Below is an outline of the steps we took for getting your sound proofing and sub floor completed.
Cut the rattle trap
Ben and I had different approaches for how we covered the wheel wells, but no one way is the right way. The goal is to cover as much of the metal as possible. Measure your strips and start covering. Probably the easiest thing we did over the course of the entire build…enjoy it while it lasts!
Additional to the wheel wells, you’ll want to create some longer strips. These can go in-between the corrugated sections of the floor. In retrospect, we could have covered more of the van floor, but it is up to you how much you’d like to spend on this.
Create cardboard templates
Being that there are several spots in the van that need a custom shape and are tricky to work around, cardboard templates are very useful. This template will be used for Reflectix and the plywood for around the wheel wells.
Cut up the Reflectix
After measuring the different sections of Reflectix, cut them according to length and the template, as necessary, and secure with foil tape. One important note: when you’re laying down each piece of Reflectix, we’d suggest marking where the peaks are on the corrugated floor of the van. If you mark these, you will know where you can screw into for securing the floor later on. It is much more difficult to see and find this after everything is in place.
Cut and Fit Plywood
Cut the back piece using the circular saw, then using the jigsaw, cut the design from the template you had previously made for Reflectix application. (remember, mark the places at the end of the board where you want to screw into later)
Create a front template for the last piece of plywood. (Optionally, you could create this during the Reflectix application.)
Cut and lay down your final piece of plywood.
Secure the flooring:
Now that all of your boards are in place, you’ll want to secure the subfloor through to the bottom of the van. We chose to utilize DeckMate 1 3/4′ screws and drive them into the peaks of the van floor. Remember we marked them as we went, so they should be easy to find, but one thing to take into consideration is the location of your spare tire. Make sure you drop it down before you screw the back panel in place. Once you’ve screwed it in, we’d suggest taking an angle grinder to them so you don’t have any issues when you put it back up. The last thing you want is a useless spare tire!

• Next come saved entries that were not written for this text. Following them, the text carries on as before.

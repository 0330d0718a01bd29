//! Runtime values for the dynamic object model.
//!
//! `Value` is the universe of things a dynamic member can hold: plain data,
//! nested objects, native functions, and deferred (not-yet-settled) results.
//! Equality is structural for data and pointer identity for objects,
//! functions, and deferred values.

use std::fmt;
use std::sync::Arc;

use crate::deferred::DeferredRef;
use crate::error::ObjectResult;
use crate::object::ObjectRef;

/// Signature of a native function attached to a dynamic object.
///
/// The first argument is the receiver (`None` when the function is invoked
/// detached from any object).
pub type NativeFn =
    dyn Fn(Option<&ObjectRef>, &[Value]) -> ObjectResult<Value> + Send + Sync;

/// A shared, callable native function.
#[derive(Clone)]
pub struct FuncRef(Arc<NativeFn>);

impl FuncRef {
    /// Wrap a native function.
    pub fn new(
        f: impl Fn(Option<&ObjectRef>, &[Value]) -> ObjectResult<Value> + Send + Sync + 'static,
    ) -> Self {
        Self(Arc::new(f))
    }

    /// Invoke the function with the given receiver and arguments.
    pub fn call(&self, receiver: Option<&ObjectRef>, args: &[Value]) -> ObjectResult<Value> {
        (self.0)(receiver, args)
    }

    /// Check whether two references point at the same function.
    pub fn ptr_eq(&self, other: &Self) -> bool {
        Arc::ptr_eq(&self.0, &other.0)
    }
}

impl fmt::Debug for FuncRef {
    fn fmt(&self, f: &mut fmt::Formatter<'_>) -> fmt::Result {
        write!(f, "[native fn @ {:p}]", Arc::as_ptr(&self.0))
    }
}

/// A runtime value.
#[derive(Debug, Clone)]
pub enum Value {
    /// Absent / empty value.
    Null,
    /// Boolean.
    Bool(bool),
    /// Numeric value.
    Number(f64),
    /// String value.
    Str(String),
    /// Ordered list of values.
    List(Vec<Value>),
    /// Reference to a dynamic object.
    Object(ObjectRef),
    /// Callable native function.
    Func(FuncRef),
    /// Deferred asynchronous value.
    Deferred(DeferredRef),
}

impl Value {
    /// Get the value's type name.
    pub fn type_name(&self) -> &'static str {
        match self {
            Value::Null => "null",
            Value::Bool(_) => "bool",
            Value::Number(_) => "number",
            Value::Str(_) => "string",
            Value::List(_) => "list",
            Value::Object(_) => "object",
            Value::Func(_) => "function",
            Value::Deferred(_) => "deferred",
        }
    }

    /// Check whether the value is callable.
    pub fn is_callable(&self) -> bool {
        matches!(self, Value::Func(_))
    }

    /// Check whether the value is a deferred asynchronous value.
    pub fn is_deferred(&self) -> bool {
        matches!(self, Value::Deferred(_))
    }

    /// Check whether the value is absent.
    pub fn is_null(&self) -> bool {
        matches!(self, Value::Null)
    }

    /// Truthiness, after the conventions of dynamic languages.
    pub fn is_truthy(&self) -> bool {
        match self {
            Value::Null => false,
            Value::Bool(b) => *b,
            Value::Number(n) => *n != 0.0 && !n.is_nan(),
            Value::Str(s) => !s.is_empty(),
            _ => true,
        }
    }

    /// View the value as a string slice, if it is one.
    pub fn as_str(&self) -> Option<&str> {
        match self {
            Value::Str(s) => Some(s),
            _ => None,
        }
    }

    /// View the value as a number, if it is one.
    pub fn as_number(&self) -> Option<f64> {
        match self {
            Value::Number(n) => Some(*n),
            _ => None,
        }
    }

    /// View the value as an object reference, if it is one.
    pub fn as_object(&self) -> Option<&ObjectRef> {
        match self {
            Value::Object(obj) => Some(obj),
            _ => None,
        }
    }

    /// View the value as a function, if it is one.
    pub fn as_func(&self) -> Option<&FuncRef> {
        match self {
            Value::Func(f) => Some(f),
            _ => None,
        }
    }

    /// View the value as a deferred value, if it is one.
    pub fn as_deferred(&self) -> Option<&DeferredRef> {
        match self {
            Value::Deferred(d) => Some(d),
            _ => None,
        }
    }

    /// Render the value as JSON for sink output.
    ///
    /// Objects, functions, and deferred values render as opaque tags; data
    /// renders structurally.
    pub fn to_json(&self) -> serde_json::Value {
        match self {
            Value::Null => serde_json::Value::Null,
            Value::Bool(b) => serde_json::Value::Bool(*b),
            Value::Number(n) => serde_json::Number::from_f64(*n)
                .map(serde_json::Value::Number)
                .unwrap_or(serde_json::Value::Null),
            Value::Str(s) => serde_json::Value::String(s.clone()),
            Value::List(items) => {
                serde_json::Value::Array(items.iter().map(Value::to_json).collect())
            }
            Value::Object(obj) => {
                serde_json::Value::String(format!("[object {}]", obj.class_name()))
            }
            Value::Func(_) => serde_json::Value::String("[function]".to_string()),
            Value::Deferred(d) => {
                let state = if d.is_settled() { "settled" } else { "pending" };
                serde_json::Value::String(format!("[deferred {state}]"))
            }
        }
    }

    /// Render the value for identity display.
    ///
    /// Strings render bare (no quoting), everything else via `Display`.
    pub fn display_string(&self) -> String {
        match self {
            Value::Str(s) => s.clone(),
            other => other.to_string(),
        }
    }
}

impl PartialEq for Value {
    fn eq(&self, other: &Self) -> bool {
        match (self, other) {
            (Value::Null, Value::Null) => true,
            (Value::Bool(a), Value::Bool(b)) => a == b,
            (Value::Number(a), Value::Number(b)) => a == b,
            (Value::Str(a), Value::Str(b)) => a == b,
            (Value::List(a), Value::List(b)) => a == b,
            (Value::Object(a), Value::Object(b)) => a.ptr_eq(b),
            (Value::Func(a), Value::Func(b)) => a.ptr_eq(b),
            (Value::Deferred(a), Value::Deferred(b)) => a.ptr_eq(b),
            _ => false,
        }
    }
}

impl fmt::Display for Value {
    fn fmt(&self, f: &mut fmt::Formatter<'_>) -> fmt::Result {
        match self {
            Value::Null => write!(f, "null"),
            Value::Bool(b) => write!(f, "{b}"),
            Value::Number(n) => write!(f, "{n}"),
            Value::Str(s) => write!(f, "{s:?}"),
            Value::List(items) => {
                write!(f, "[")?;
                for (i, item) in items.iter().enumerate() {
                    if i > 0 {
                        write!(f, ", ")?;
                    }
                    write!(f, "{item}")?;
                }
                write!(f, "]")
            }
            Value::Object(obj) => write!(f, "[object {}]", obj.class_name()),
            Value::Func(_) => write!(f, "[function]"),
            Value::Deferred(_) => write!(f, "[deferred]"),
        }
    }
}

impl From<bool> for Value {
    fn from(b: bool) -> Self {
        Value::Bool(b)
    }
}

impl From<f64> for Value {
    fn from(n: f64) -> Self {
        Value::Number(n)
    }
}

impl From<i64> for Value {
    fn from(n: i64) -> Self {
        Value::Number(n as f64)
    }
}

impl From<&str> for Value {
    fn from(s: &str) -> Self {
        Value::Str(s.to_string())
    }
}

impl From<String> for Value {
    fn from(s: String) -> Self {
        Value::Str(s)
    }
}

impl From<Vec<Value>> for Value {
    fn from(items: Vec<Value>) -> Self {
        Value::List(items)
    }
}

impl From<ObjectRef> for Value {
    fn from(obj: ObjectRef) -> Self {
        Value::Object(obj)
    }
}

impl From<FuncRef> for Value {
    fn from(f: FuncRef) -> Self {
        Value::Func(f)
    }
}

impl From<DeferredRef> for Value {
    fn from(d: DeferredRef) -> Self {
        Value::Deferred(d)
    }
}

This was relatively easy to install. You can’t mess up the RattleTrap, use as much or as little as you want. The sub floor is stable, didn’t take away from the height available in the van (~ 1 inch) and using 1/2 inch plywood gave us a sturdy base for our final floor while keeping additional weight in the van relatively light.
We don’t have much to compare to in terms of using another type of insulation since we both decided to use this approach in our vans. We would encourage others to let us know what their experience has been so we can offer additional information.